Marking Time The Aura Solar I Photovoltaic Plant covers 100 hectares (247.11 acres) and is the first solar business that incorporates market risk, subject to market volatility as is the case in electricity markets. The $100 million investment, 75 percent provided by Mexico’s development bank, Nacional Financiera (NAFINSA), and the World Bank’s International Finance Corporation (IFC), is in the form of debt financing. Enrique Nieto Ituarte, director of Sustainable Projects at NAFINSA, explained that “any project always has an expected return on investment, after taking into consideration costs and interest rates, 32
April 2014 Mxe Mexico Energy and Business Magazine
but also the selling price on the market - in this case, energy.” “The price of energy fluctuates every 5 minutes, either high or low. There is a great risk because there have to be sufficient resources in the first place to pay the debt contracted by the project and secondly, sustain capital performance. “Together with the IFC, a strategy was designed that would allow us to extend the risk past the loan’s original due date in a way that if energy prices dropped, the extended period was sufficient to pay the debt. Just like the banks are interested in,” Nieto Ituarte explained during the press conference at the plant’s inauguration.

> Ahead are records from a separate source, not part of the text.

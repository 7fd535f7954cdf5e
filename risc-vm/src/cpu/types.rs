use serde::{Deserialize, Serialize};
use thiserror::Error;

use crate::memory::MemoryError;

/// Condition-code bits of the flag register.
#[derive(Debug, Clone, Copy, PartialEq, Eq, Hash)]
#[repr(u16)]
pub enum Flag {
    /// Result was zero.
    Zero = 1 << 0,
    /// Unsigned overflow or borrow.
    Carry = 1 << 1,
    /// High bit of the result was set.
    Sign = 1 << 2,
}

impl Flag {
    pub const ALL: [Flag; 3] = [Flag::Zero, Flag::Carry, Flag::Sign];

    #[inline]
    pub fn bit(self) -> u16 {
        self as u16
    }

    pub fn name(self) -> &'static str {
        match self {
            Flag::Zero => "zero",
            Flag::Carry => "carry",
            Flag::Sign => "sign",
        }
    }
}

/// 16-bit flag register. Only the bits named by [`Flag`] are ever set.
#[derive(Debug, Clone, Copy, Default, PartialEq, Eq, Serialize, Deserialize)]
pub struct Flags(u16);

impl Flags {
    const DEFINED: u16 = Flag::Zero as u16 | Flag::Carry as u16 | Flag::Sign as u16;

    /// Build from raw bits; reserved bits are dropped.
    pub fn from_bits(bits: u16) -> Self {
        Flags(bits & Self::DEFINED)
    }

    /// Flags produced by an arithmetic result.
    pub fn from_result(result: u16, carry: bool) -> Self {
        let mut flags = Flags::default();
        flags.set(Flag::Zero, result == 0);
        flags.set(Flag::Sign, result & 0x8000 != 0);
        flags.set(Flag::Carry, carry);
        flags
    }

    #[inline]
    pub fn bits(self) -> u16 {
        self.0
    }

    #[inline]
    pub fn is_set(self, flag: Flag) -> bool {
        self.0 & flag.bit() != 0
    }

    pub fn set(&mut self, flag: Flag, on: bool) {
        if on {
            self.0 |= flag.bit();
        } else {
            self.0 &= !flag.bit();
        }
    }
}

impl std::fmt::Display for Flags {
    fn fmt(&self, f: &mut std::fmt::Formatter<'_>) -> std::fmt::Result {
        let z = if self.is_set(Flag::Zero) { 'Z' } else { '-' };
        let c = if self.is_set(Flag::Carry) { 'C' } else { '-' };
        let s = if self.is_set(Flag::Sign) { 'S' } else { '-' };
        write!(f, "{z}{c}{s}")
    }
}

/// Terminal fault raised by the fetch-decode-execute engine.
#[derive(Debug, Clone, Copy, PartialEq, Eq, Error, Serialize, Deserialize)]
pub enum Fault {
    #[error("out-of-bounds memory access at {0:#06x}")]
    OutOfBounds(u16),

    #[error("invalid register index {0}")]
    InvalidRegister(u8),

    #[error("invalid opcode {0:#04x}")]
    InvalidOpcode(u8),
}

impl From<MemoryError> for Fault {
    fn from(err: MemoryError) -> Self {
        match err {
            MemoryError::OutOfBounds(addr) => Fault::OutOfBounds(addr),
        }
    }
}

#[cfg(test)]
mod tests {
    use super::*;

    #[test]
    fn from_result_sets_zero_and_sign() {
        let f = Flags::from_result(0, false);
        assert!(f.is_set(Flag::Zero));
        assert!(!f.is_set(Flag::Sign));
        assert!(!f.is_set(Flag::Carry));

        let f = Flags::from_result(0x8001, true);
        assert!(!f.is_set(Flag::Zero));
        assert!(f.is_set(Flag::Sign));
        assert!(f.is_set(Flag::Carry));
    }

    #[test]
    fn reserved_bits_are_masked() {
        assert_eq!(Flags::from_bits(0xffff).bits(), 0b111);
    }

    #[test]
    fn display_marks_set_bits() {
        assert_eq!(Flags::from_bits(0b101).to_string(), "Z-S");
        assert_eq!(Flags::default().to_string(), "---");
    }
}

For her part, Cheryl Edleson, the IFC’s chief investment officer, emphasized that the plant is the first solar project the bank financed in Mexico. Previously the IFC had participated in other clean energy projects, but in Chile. Daniel Servitje, chairman of Corporación Aura Solar and Héctor Olea, chief executive officer of Gauss Energy, also underscored that another advantage of the photovoltaic plant was that it had been established without the use of subsidies. Olea noted that photovoltaic cells have been around for 30 or 40 years, but recently their efficiency has improved by 25 percent or more with approximately 132,000 polycrystalline modules mounted on single-axis trackers.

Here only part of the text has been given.